South Korean President Moon Jae-in holds his New Year press conference at the presidential Blue House in Seoul on Thursday.

Jiji PressSEOUL (Jiji Press) — South Korean President Moon Jae-in, in his New Year’s press conference on Thursday, claimed Japanese politicians are politicizing history issues between the two countries.

The remark came amid souring ties between the East Asian neighbors over the issues of wartime Korean comfort women and requisitioned labor, as well as a recent incident in which a South Korean warship locked its fire-control radar on a Japanese patrol plane.

Moon said that it is not a wise attitude for Japanese politicians to turn history matters into political issues and fuel confrontation.

The president called on the Japanese government to respect South Korean Supreme Court orders for Japanese companies to pay compensation to plaintiffs who were requisitioned by the firms from the Korean Peninsula for work in Japan during World War II. The peninsula was under Japan’s colonial rule then.

Tokyo, for its part, claims that issues related to Japan’s wartime compensation for South Korea were fully resolved under a bilateral agreement the two countries concluded in 1965, along with a basic treaty to normalize diplomatic relations.

But Moon insisted that there remain matters that are left unsettled even after the conclusion of the basic treaty.

The president urged the Japanese government to face the history issues a little more humbly, while stressing that both countries have to sincerely consider how to settle them.

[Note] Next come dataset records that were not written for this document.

//! External process invocation.

use crate::error::{BuildError, BuildResult};
use std::path::Path;
use std::process::{Command, Stdio};
use std::time::Instant;

//--------------------------------------------------------------------------------------------------
// Types
//--------------------------------------------------------------------------------------------------

/// Captured result of a finished process.
#[derive(Debug, Clone, Default, PartialEq, Eq)]
pub struct CommandOutput {
    /// Exit code (-1 when terminated by a signal).
    pub exit_code: i32,

    /// Captured stdout.
    pub stdout: String,

    /// Captured stderr.
    pub stderr: String,
}

/// Runs external tools to completion.
pub trait CommandRunner {
    /// Run `program` with `args`, blocking until it exits.
    ///
    /// A non-zero exit is not an error here; see [`run_checked`].
    fn run(&self, program: &str, args: &[String], cwd: Option<&Path>) -> BuildResult<CommandOutput>;
}

/// [`CommandRunner`] backed by real child processes.
#[derive(Debug, Clone, Copy, Default)]
pub struct ProcessRunner;

//--------------------------------------------------------------------------------------------------
// Methods
//--------------------------------------------------------------------------------------------------

impl CommandOutput {
    /// Whether the process exited with 0.
    pub fn success(&self) -> bool {
        self.exit_code == 0
    }
}

//--------------------------------------------------------------------------------------------------
// Trait Implementations
//--------------------------------------------------------------------------------------------------

impl CommandRunner for ProcessRunner {
    fn run(&self, program: &str, args: &[String], cwd: Option<&Path>) -> BuildResult<CommandOutput> {
        let start = Instant::now();
        tracing::debug!("running {}", command_line(program, args));

        let mut cmd = Command::new(program);
        cmd.args(args)
            .stdin(Stdio::null())
            .stdout(Stdio::piped())
            .stderr(Stdio::piped());
        if let Some(dir) = cwd {
            cmd.current_dir(dir);
        }

        let output = cmd.output().map_err(|e| {
            BuildError::Generic(format!("failed to start `{}`: {}", program, e))
        })?;

        let result = CommandOutput {
            exit_code: output.status.code().unwrap_or(-1),
            stdout: String::from_utf8_lossy(&output.stdout).to_string(),
            stderr: String::from_utf8_lossy(&output.stderr).to_string(),
        };

        tracing::debug!(
            exit_code = result.exit_code,
            elapsed_ms = start.elapsed().as_millis() as u64,
            "{} finished",
            program
        );
        Ok(result)
    }
}

//--------------------------------------------------------------------------------------------------
// Functions
//--------------------------------------------------------------------------------------------------

/// Run a command and fail with [`BuildError::ExternalToolFailure`] on a non-zero exit.
pub fn run_checked(
    runner: &dyn CommandRunner,
    program: &str,
    args: &[String],
    cwd: Option<&Path>,
) -> BuildResult<CommandOutput> {
    let output = runner.run(program, args, cwd)?;
    if !output.success() {
        let stderr = if output.stderr.trim().is_empty() {
            // dotnet reports most build errors on stdout.
            output.stdout.clone()
        } else {
            output.stderr.clone()
        };
        return Err(BuildError::ExternalToolFailure {
            command: command_line(program, args),
            exit_code: output.exit_code,
            stderr,
        });
    }
    Ok(output)
}

/// Printable command line. Arguments with spaces are quoted.
pub fn command_line(program: &str, args: &[String]) -> String {
    std::iter::once(program.to_string())
        .chain(args.iter().map(|a| {
            if a.contains(' ') {
                format!("\"{}\"", a)
            } else {
                a.clone()
            }
        }))
        .collect::<Vec<_>>()
        .join(" ")
}

//--------------------------------------------------------------------------------------------------
// Tests
//--------------------------------------------------------------------------------------------------

#[cfg(test)]
mod tests {
    use super::*;
    use crate::testing::FakeRunner;

    #[test]
    fn test_command_line_quotes_spaces() {
        let args = vec!["publish".to_string(), "my project.csproj".to_string()];
        assert_eq!(
            command_line("dotnet", &args),
            "dotnet publish \"my project.csproj\""
        );
    }

    #[test]
    fn test_run_checked_maps_failure() {
        let runner = FakeRunner::new();
        runner.respond("publish", 3, "", "boom");

        let err = run_checked(&runner, "dotnet", &["publish".to_string()], None).unwrap_err();
        match err {
            BuildError::ExternalToolFailure {
                command,
                exit_code,
                stderr,
            } => {
                assert_eq!(command, "dotnet publish");
                assert_eq!(exit_code, 3);
                assert_eq!(stderr, "boom");
            }
            other => panic!("unexpected error: {:?}", other),
        }
    }

    #[test]
    fn test_run_checked_falls_back_to_stdout() {
        let runner = FakeRunner::new();
        runner.respond("build", 1, "error CS0246", "");

        let err = run_checked(&runner, "dotnet", &["build".to_string()], None).unwrap_err();
        assert!(matches!(
            err,
            BuildError::ExternalToolFailure { ref stderr, .. } if stderr == "error CS0246"
        ));
    }

    #[cfg(unix)]
    #[test]
    fn test_process_runner_captures_output() {
        let output = ProcessRunner
            .run("sh", &["-c".to_string(), "echo hi; exit 2".to_string()], None)
            .unwrap();
        assert_eq!(output.exit_code, 2);
        assert_eq!(output.stdout.trim(), "hi");
        assert!(!output.success());
    }
}
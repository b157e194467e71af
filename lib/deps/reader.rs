//! Dependency manifest reading and runtime asset selection.

use super::types::{AssetGroup, DependencyManifest, RuntimeFile, RuntimeLibrary};
use crate::error::{BuildError, BuildResult};
use std::path::Path;

//--------------------------------------------------------------------------------------------------
// Functions
//--------------------------------------------------------------------------------------------------

/// Load and structurally check a dependency manifest.
pub fn load_manifest(path: &Path) -> BuildResult<DependencyManifest> {
    if !path.is_file() {
        return Err(BuildError::ManifestNotFound(path.to_path_buf()));
    }

    let content = std::fs::read_to_string(path)?;
    let manifest: DependencyManifest =
        serde_json::from_str(&content).map_err(|e| BuildError::ManifestParse {
            path: path.to_path_buf(),
            message: e.to_string(),
        })?;

    for library in &manifest.runtime_libraries {
        check_unique_runtimes(library).map_err(|message| BuildError::ManifestParse {
            path: path.to_path_buf(),
            message,
        })?;
    }

    Ok(manifest)
}

/// Read the runtime files a deployment for `rid_fallbacks` would contain.
///
/// `rid_fallbacks` is ordered most-specific first. The result is sorted by
/// file name.
pub fn read_runtime_files(path: &Path, rid_fallbacks: &[&str]) -> BuildResult<Vec<RuntimeFile>> {
    let manifest = load_manifest(path)?;
    Ok(select_runtime_files(&manifest, rid_fallbacks))
}

/// Select one asset group per library and collect their files.
pub fn select_runtime_files(
    manifest: &DependencyManifest,
    rid_fallbacks: &[&str],
) -> Vec<RuntimeFile> {
    let mut files: Vec<RuntimeFile> = manifest
        .runtime_libraries
        .iter()
        .flat_map(|library| library_files(library, rid_fallbacks))
        .collect();

    sort_by_file_name(&mut files);
    files
}

/// Sort runtime files by file name, breaking ties by path then versions.
pub fn sort_by_file_name(files: &mut [RuntimeFile]) {
    files.sort_by(|a, b| {
        a.file_name()
            .cmp(b.file_name())
            .then_with(|| a.path.cmp(&b.path))
            .then_with(|| a.assembly_version.cmp(&b.assembly_version))
            .then_with(|| a.file_version.cmp(&b.file_version))
    });
}

fn library_files(library: &RuntimeLibrary, rid_fallbacks: &[&str]) -> Vec<RuntimeFile> {
    let groups = &library.runtime_assembly_groups;

    // First matching fallback wins, in fallback order (not manifest order).
    let specific = rid_fallbacks
        .iter()
        .find_map(|rid| groups.iter().find(|g| g.matches_runtime(rid)));

    if let Some(group) = specific {
        return group.runtime_files.clone();
    }

    match groups.iter().find(|g| g.is_default()) {
        Some(group) => group.runtime_files.iter().map(flatten).collect(),
        None => Vec::new(),
    }
}

/// Default-group assets deploy flat at the bin root.
fn flatten(file: &RuntimeFile) -> RuntimeFile {
    RuntimeFile {
        path: file.file_name().to_string(),
        assembly_version: file.assembly_version.clone(),
        file_version: file.file_version.clone(),
    }
}

fn check_unique_runtimes(library: &RuntimeLibrary) -> Result<(), String> {
    let groups: &[AssetGroup] = &library.runtime_assembly_groups;
    for (i, group) in groups.iter().enumerate() {
        let duplicate = groups[i + 1..].iter().any(|other| {
            match (&group.runtime_identifier, &other.runtime_identifier) {
                (None, None) => true,
                (Some(a), Some(b)) => a.eq_ignore_ascii_case(b),
                _ => false,
            }
        });
        if duplicate {
            return Err(format!(
                "library '{}' has more than one asset group for runtime '{}'",
                library.name,
                group.runtime_identifier.as_deref().unwrap_or("<default>")
            ));
        }
    }
    Ok(())
}

//--------------------------------------------------------------------------------------------------
// Tests
//--------------------------------------------------------------------------------------------------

Moon suggested that his government needs time to draw up concrete measures to solve the wartime labor problem, given the ongoing investigation related to the matter.

Meanwhile, he did not mention his government’s response to the radar incident.

In a related development on Thursday, South Korean Prime Minister Lee Nak-yon said at a government meeting that there are views in his country that Japanese leaders have been fanning anti-South Korea sentiment among Japanese people for political purposes, according to the Prime Minister’s Secretariat.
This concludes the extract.